Louisiana Stem Cell Debate Continues (May 26 2004)
2theadvocate.com reports that Louisiana state senate politicians have reversed earlier indications to pass pass a bill that bans research involving therapeutic cloning. This technology is essential to much of stem cell based regenerative medicine. The bill has yet to pass the house for approval, but every one of those state senators voting for it did so in full knowledge that blocking medical research costs lives. Posturing and public agonizing are all well and good, but they don't cure age-related disease, nor alleviate suffering and death. The only good that politicians can do in this matter is to stand aside and allow medical research to proceed unmolested.

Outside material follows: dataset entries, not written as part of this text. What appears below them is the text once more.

#[cfg(test)]
mod tests {
  use super::*;
  use crate::api::Post;
  use crate::config::Config;
  use crate::testing::{memory_db, memory_store, ScriptedFetcher, ORIGIN};

  struct Fixture {
    engine: StrategyEngine,
    fetcher: Arc<ScriptedFetcher>,
    store: Arc<StoreHandle>,
  }

  fn fixture_with(config: Config) -> Fixture {
    let fetcher = Arc::new(ScriptedFetcher::new());
    let store = memory_store();
    let engine = StrategyEngine::new(
      Url::parse(ORIGIN).unwrap(),
      &config.api,
      &config.caches,
      CacheStorage::new(memory_db()),
      Arc::clone(&store),
      fetcher.clone(),
    );
    Fixture { engine, fetcher, store }
  }

  fn fixture() -> Fixture {
    let mut config = Config::default();
    config.caches.static_files = vec!["/".into(), "/index.html".into(), "/offline.html".into()];
    fixture_with(config)
  }

  fn route_shell(fetcher: &ScriptedFetcher) {
    fetcher.route("/", 200, "<html>root</html>");
    fetcher.route("/index.html", 200, "<html>index</html>");
    fetcher.route("/offline.html", 200, "<html>offline</html>");
  }

  fn list_payload(ids: &[&str]) -> String {
    let posts: Vec<String> = ids
      .iter()
      .map(|id| format!(r#""{id}":{{"id":"{id}","title":"T{id}","location":"L"}}"#))
      .collect();
    format!(
      r#"{{"message":"ok","posts":{{{}}},"totalPosts":{}}}"#,
      posts.join(","),
      ids.len()
    )
  }

  fn cached_ids(store: &StoreHandle) -> Vec<String> {
    let posts: Vec<Post> = store.get_all(POSTS).unwrap();
    posts.into_iter().map(|p| p.id).collect()
  }

  #[tokio::test]
  async fn test_list_fetch_fills_empty_read_cache() {
    let f = fixture();
    f.fetcher.route(
      "/api/posts",
      200,
      r#"{"posts":{"a":{"id":"a","title":"T"}},"totalPosts":1}"#,
    );

    let request = f.engine.request("/api/posts").unwrap();
    let mut response = f.engine.respond(&request).await.unwrap();

    assert!(response.text().unwrap().contains("\"a\""));
    let posts: Vec<Post> = f.store.get_all(POSTS).unwrap();
    assert_eq!(posts.len(), 1);
    assert_eq!(posts[0].id, "a");
    assert_eq!(posts[0].title, "T");
  }

  #[tokio::test]
  async fn test_read_cache_matches_latest_payload_for_every_size() {
    let f = fixture();
    let request = f.engine.request("/api/posts").unwrap();
    let all = ["p1", "p2", "p3", "p4", "p5"];

    // Grow then shrink so deletions on the server must show up locally
    for n in (0..=all.len()).chain((0..all.len()).rev()) {
      f.fetcher.route("/api/posts", 200, list_payload(&all[..n]));
      f.engine.respond(&request).await.unwrap();

      let mut expected: Vec<String> = all[..n].iter().map(|s| s.to_string()).collect();
      expected.sort();
      assert_eq!(cached_ids(&f.store), expected, "payload of {} posts", n);
    }
  }

  #[tokio::test]
  async fn test_non_list_payload_leaves_read_cache_alone() {
    let f = fixture();
    f.fetcher.route("/api/posts", 200, list_payload(&["a", "b"]));
    f.engine.respond(&f.engine.request("/api/posts").unwrap()).await.unwrap();

    f.fetcher.route("/api/posts/a", 200, r#"{"id":"a","title":"T"}"#);
    let mut single = f
      .engine
      .respond(&f.engine.request("/api/posts/a").unwrap())
      .await
      .unwrap();
    assert!(single.text().unwrap().contains("\"T\""));

    f.fetcher.route("/api/posts", 500, "boom");
    let failed = f.engine.respond(&f.engine.request("/api/posts").unwrap()).await.unwrap();
    assert_eq!(failed.status(), 500);

    assert_eq!(cached_ids(&f.store), vec!["a", "b"]);
  }

  #[tokio::test]
  async fn test_list_fetch_offline_is_a_network_failure() {
    let f = fixture();
    f.fetcher.set_offline(true);
    let result = f.engine.respond(&f.engine.request("/api/posts").unwrap()).await;
    assert!(matches!(result, Err(e) if e.is_network()));
  }

  #[tokio::test]
  async fn test_static_assets_never_touch_the_network() {
    let f = fixture();
    let request = f.engine.request("/index.html").unwrap();

    assert!(matches!(f.engine.respond(&request).await, Err(FeedError::CacheMiss(_))));

    route_shell(&f.fetcher);
    f.engine.precache().await.unwrap();
    let calls = f.fetcher.call_count();

    let mut hit = f.engine.respond(&request).await.unwrap();
    assert_eq!(hit.text().unwrap(), "<html>index</html>");
    assert_eq!(f.fetcher.call_count(), calls);
  }

  #[tokio::test]
  async fn test_other_requests_are_cached_in_dynamic_partition() {
    let f = fixture();
    f.fetcher.route("/help", 200, "help page");
    let request = f.engine.request("/help").unwrap();

    let mut first = f.engine.respond(&request).await.unwrap();
    assert_eq!(first.text().unwrap(), "help page");

    f.fetcher.set_offline(true);
    let mut second = f.engine.respond(&request).await.unwrap();
    assert_eq!(second.text().unwrap(), "help page");
    assert_eq!(f.fetcher.call_count(), 1);

    let dynamic = f.engine.caches().open("dynamic-v2").unwrap();
    assert_eq!(dynamic.keys().unwrap(), vec!["http://localhost:3000/help"]);
  }

  #[tokio::test]
  async fn test_offline_page_only_for_html_requests() {
    let f = fixture();
    route_shell(&f.fetcher);
    f.engine.precache().await.unwrap();
    f.fetcher.set_offline(true);

    let html = f
      .engine
      .request("/help")
      .unwrap()
      .with_header("Accept", "text/html");
    let mut page = f.engine.respond(&html).await.unwrap();
    assert_eq!(page.text().unwrap(), "<html>offline</html>");

    let image = f.engine.request("/photo.png").unwrap().with_header("Accept", "image/*");
    assert!(matches!(f.engine.respond(&image).await, Err(e) if e.is_network()));
  }

  #[tokio::test]
  async fn test_error_status_is_not_cached() {
    let f = fixture();
    let request = f.engine.request("/missing.png").unwrap();

    assert!(f.engine.respond(&request).await.is_err());
    let dynamic = f.engine.caches().open("dynamic-v2").unwrap();
    assert!(dynamic.is_empty().unwrap());
  }

  #[tokio::test]
  async fn test_partial_precache_failure_stores_nothing() {
    let f = fixture();
    f.fetcher.route("/", 200, "root");
    f.fetcher.route("/index.html", 200, "index");
    // "/offline.html" unrouted: 404

    assert!(matches!(f.engine.precache().await, Err(FeedError::Install(_))));
    assert!(!f.engine.caches().has("static-v3").unwrap());

    route_shell(&f.fetcher);
    assert_eq!(f.engine.precache().await.unwrap(), 3);
    assert_eq!(f.engine.caches().open("static-v3").unwrap().len().unwrap(), 3);
  }

  #[tokio::test]
  async fn test_activation_removes_previous_generation() {
    let mut config = Config::default();
    config.caches.static_files = vec!["/".into()];
    config.caches.static_version = 2;
    config.caches.dynamic_version = 1;
    let old = fixture_with(config.clone());
    old.fetcher.route("/", 200, "old root");
    old.fetcher.route("/help", 200, "help");
    old.engine.precache().await.unwrap();
    old.engine.respond(&old.engine.request("/help").unwrap()).await.unwrap();

    // Same platform database, next generation
    config.caches.static_version = 3;
    config.caches.dynamic_version = 2;
    let new = StrategyEngine::new(
      Url::parse(ORIGIN).unwrap(),
      &config.api,
      &config.caches,
      old.engine.caches().clone(),
      Arc::clone(&old.store),
      old.fetcher.clone(),
    );
    old.fetcher.route("/", 200, "new root");
    new.precache().await.unwrap();
    new.caches().open("dynamic-v2").unwrap();

    let mut removed = new.activate().unwrap();
    removed.sort();
    assert_eq!(removed, vec!["dynamic-v1", "static-v2"]);
    assert_eq!(new.caches().keys().unwrap(), vec!["static-v3", "dynamic-v2"]);

    let mut root = new.respond(&new.request("/").unwrap()).await.unwrap();
    assert_eq!(root.text().unwrap(), "new root");
    assert!(new.activate().unwrap().is_empty());
  }

  #[tokio::test]
  async fn test_trim_on_insert_keeps_newest_entries() {
    let mut config = Config::default();
    config.caches.static_files = Vec::new();
    config.caches.max_dynamic_items = 2;
    config.caches.trim_on_insert = true;
    let f = fixture_with(config);

    for path in ["/a", "/b", "/c"] {
      f.fetcher.route(path, 200, path);
      f.engine.respond(&f.engine.request(path).unwrap()).await.unwrap();
    }

    let dynamic = f.engine.caches().open("dynamic-v2").unwrap();
    assert_eq!(
      dynamic.keys().unwrap(),
      vec!["http://localhost:3000/b", "http://localhost:3000/c"]
    );
    assert_eq!(f.engine.trim_dynamic().unwrap(), 0);
  }

  #[tokio::test]
  async fn test_non_get_goes_straight_to_network() {
    let f = fixture();
    f.fetcher.route("/api/posts", 201, "{}");
    let request = Request::new(Method::POST, Url::parse(ORIGIN).unwrap().join("/api/posts").unwrap());

    let response = f.engine.respond(&request).await.unwrap();
    assert_eq!(response.status(), 201);
    assert!(cached_ids(&f.store).is_empty());
  }
}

The Future Of Biotech And Our Bodies (May 25 2004)
A USNews article takes a look at the pros and alleged cons of radical enhancement through future biotechnology, including greatly extending the healthy human life span. As is usual in articles of this type, the anti-biotech position quickly devolves into vague maunderings about human dignity and attempts to paint change (even wonderful, positive, uplifting change) as a fate worse than death. The objections to longer lives are particularly silly; you can imagine exactly the same sort of folks in 1900 objecting to anyone living beyond 50. Gregory Stock tells us that once biotech benefits become tangible, the debate will be over - everyone will be using the technology. I certainly hope that to be the case.

The False Controversy Of Stem Cells (May 25 2004)
Michael Kinsley does his normal good job on the stem cell research debate in this short, to the point column published in Time. "Stamping some issue as controversial can be a substitute for thinking it through. In the case of embryonic stem cell research, thinking it through does not require further study or commissions of experts. This is one you can feel free to try at home. In fact, thinking it through is a moral obligation, especially if you are on the side of the argument that wants to stop or slow this research." Indeed - the costs of delay, measured in disease, suffering and avoidable death, beggar the imagination. So think if through if you haven't already done so.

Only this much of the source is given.